WHAT IS EXPECTED
Filter the entries below, keeping only lines with "ShutdownExecutor".

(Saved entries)
..........

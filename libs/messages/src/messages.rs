//! The protocol message set.

use serde::{Deserialize, Serialize};

use skiff_id::{ExecutorId, FrameworkId, SlaveId, TaskId, UpdateId};

use crate::bus::Endpoint;
use crate::types::{ExecutorInfo, FrameworkInfo, SlaveInfo, StatusUpdate, Task, TaskInfo};

/// Every message that travels between the master, the agent, and
/// executors. One enum rather than per-pair types: receivers dispatch on
/// kind and count unexpected kinds as invalid traffic, the same way a
/// protobuf-over-bus protocol would.
#[derive(Debug, Clone, PartialEq, Serialize, Deserialize)]
#[serde(tag = "type", rename_all = "snake_case")]
pub enum Message {
    // -------------------------------------------------------------------------
    // Master -> agent
    // -------------------------------------------------------------------------
    /// The master accepted our registration and assigned a slave id.
    Registered { slave_id: SlaveId },

    /// The master accepted our re-registration.
    Reregistered { slave_id: SlaveId },

    /// Launch a task on behalf of a framework.
    RunTask {
        framework_info: FrameworkInfo,
        framework_id: FrameworkId,
        /// The framework scheduler's endpoint, recorded for direct traffic.
        pid: Endpoint,
        task: TaskInfo,
    },

    /// Kill a task. Sent master -> agent and forwarded agent -> executor.
    KillTask {
        framework_id: FrameworkId,
        task_id: TaskId,
    },

    /// Tear down everything belonging to a framework.
    ShutdownFramework { framework_id: FrameworkId },

    /// The framework scheduler failed over to a new endpoint.
    UpdateFramework {
        framework_id: FrameworkId,
        pid: Endpoint,
    },

    /// Opaque data from a scheduler for one of its executors.
    SchedulerMessage {
        slave_id: SlaveId,
        framework_id: FrameworkId,
        executor_id: ExecutorId,
        data: Vec<u8>,
    },

    /// The master acknowledges a status update on behalf of a framework.
    StatusUpdateAcknowledgement {
        slave_id: SlaveId,
        framework_id: FrameworkId,
        task_id: TaskId,
        update_id: UpdateId,
    },

    /// Keepalive probe.
    Ping,

    // -------------------------------------------------------------------------
    // Agent -> master
    // -------------------------------------------------------------------------
    /// First-time registration announcing the slave.
    RegisterSlave { slave: SlaveInfo },

    /// Registration after a restart, carrying surviving state.
    ReregisterSlave {
        slave_id: SlaveId,
        slave: SlaveInfo,
        executors: Vec<ExecutorInfo>,
        tasks: Vec<Task>,
    },

    /// A (possibly retransmitted) task status update.
    StatusUpdate { update: StatusUpdate },

    /// Opaque data from an executor for its framework.
    ExecutorToFramework {
        slave_id: SlaveId,
        framework_id: FrameworkId,
        executor_id: ExecutorId,
        data: Vec<u8>,
    },

    /// Keepalive response.
    Pong,

    // -------------------------------------------------------------------------
    // Executor -> agent
    // -------------------------------------------------------------------------
    /// A freshly launched executor announces itself.
    RegisterExecutor {
        framework_id: FrameworkId,
        executor_id: ExecutorId,
    },

    /// A surviving executor reconnects after an agent restart, reporting
    /// the tasks and updates it still knows about.
    ReregisterExecutor {
        framework_id: FrameworkId,
        executor_id: ExecutorId,
        tasks: Vec<Task>,
        updates: Vec<StatusUpdate>,
    },

    // -------------------------------------------------------------------------
    // Agent -> executor
    // -------------------------------------------------------------------------
    /// Hand a queued task to its (now running) executor.
    RunTaskToExecutor { task: TaskInfo },

    /// Ask a recovered executor to re-register.
    ReconnectExecutor { slave_id: SlaveId },

    /// Opaque data from a scheduler, forwarded to the executor.
    FrameworkToExecutor {
        framework_id: FrameworkId,
        executor_id: ExecutorId,
        data: Vec<u8>,
    },

    /// The agent has durably handled an update; the executor may drop it.
    StatusUpdateAcknowledged {
        framework_id: FrameworkId,
        task_id: TaskId,
        update_id: UpdateId,
    },

    /// Soft shutdown request (phase one of the two-phase shutdown).
    ShutdownExecutor,

    // -------------------------------------------------------------------------
    // Bus-synthesised
    // -------------------------------------------------------------------------
    /// A linked endpoint went away.
    Exited { endpoint: Endpoint },
}

impl Message {
    /// Short kind name for logging and statistics.
    pub fn kind(&self) -> &'static str {
        match self {
            Message::Registered { .. } => "registered",
            Message::Reregistered { .. } => "reregistered",
            Message::RunTask { .. } => "run_task",
            Message::KillTask { .. } => "kill_task",
            Message::ShutdownFramework { .. } => "shutdown_framework",
            Message::UpdateFramework { .. } => "update_framework",
            Message::SchedulerMessage { .. } => "scheduler_message",
            Message::StatusUpdateAcknowledgement { .. } => "status_update_acknowledgement",
            Message::Ping => "ping",
            Message::RegisterSlave { .. } => "register_slave",
            Message::ReregisterSlave { .. } => "reregister_slave",
            Message::StatusUpdate { .. } => "status_update",
            Message::ExecutorToFramework { .. } => "executor_to_framework",
            Message::Pong => "pong",
            Message::RegisterExecutor { .. } => "register_executor",
            Message::ReregisterExecutor { .. } => "reregister_executor",
            Message::RunTaskToExecutor { .. } => "run_task_to_executor",
            Message::ReconnectExecutor { .. } => "reconnect_executor",
            Message::FrameworkToExecutor { .. } => "framework_to_executor",
            Message::StatusUpdateAcknowledged { .. } => "status_update_acknowledged",
            Message::ShutdownExecutor => "shutdown_executor",
            Message::Exited { .. } => "exited",
        }
    }
}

..........

COMPLETED TASK
    ShutdownExecutor,
            Message::ShutdownExecutor => "shutdown_executor",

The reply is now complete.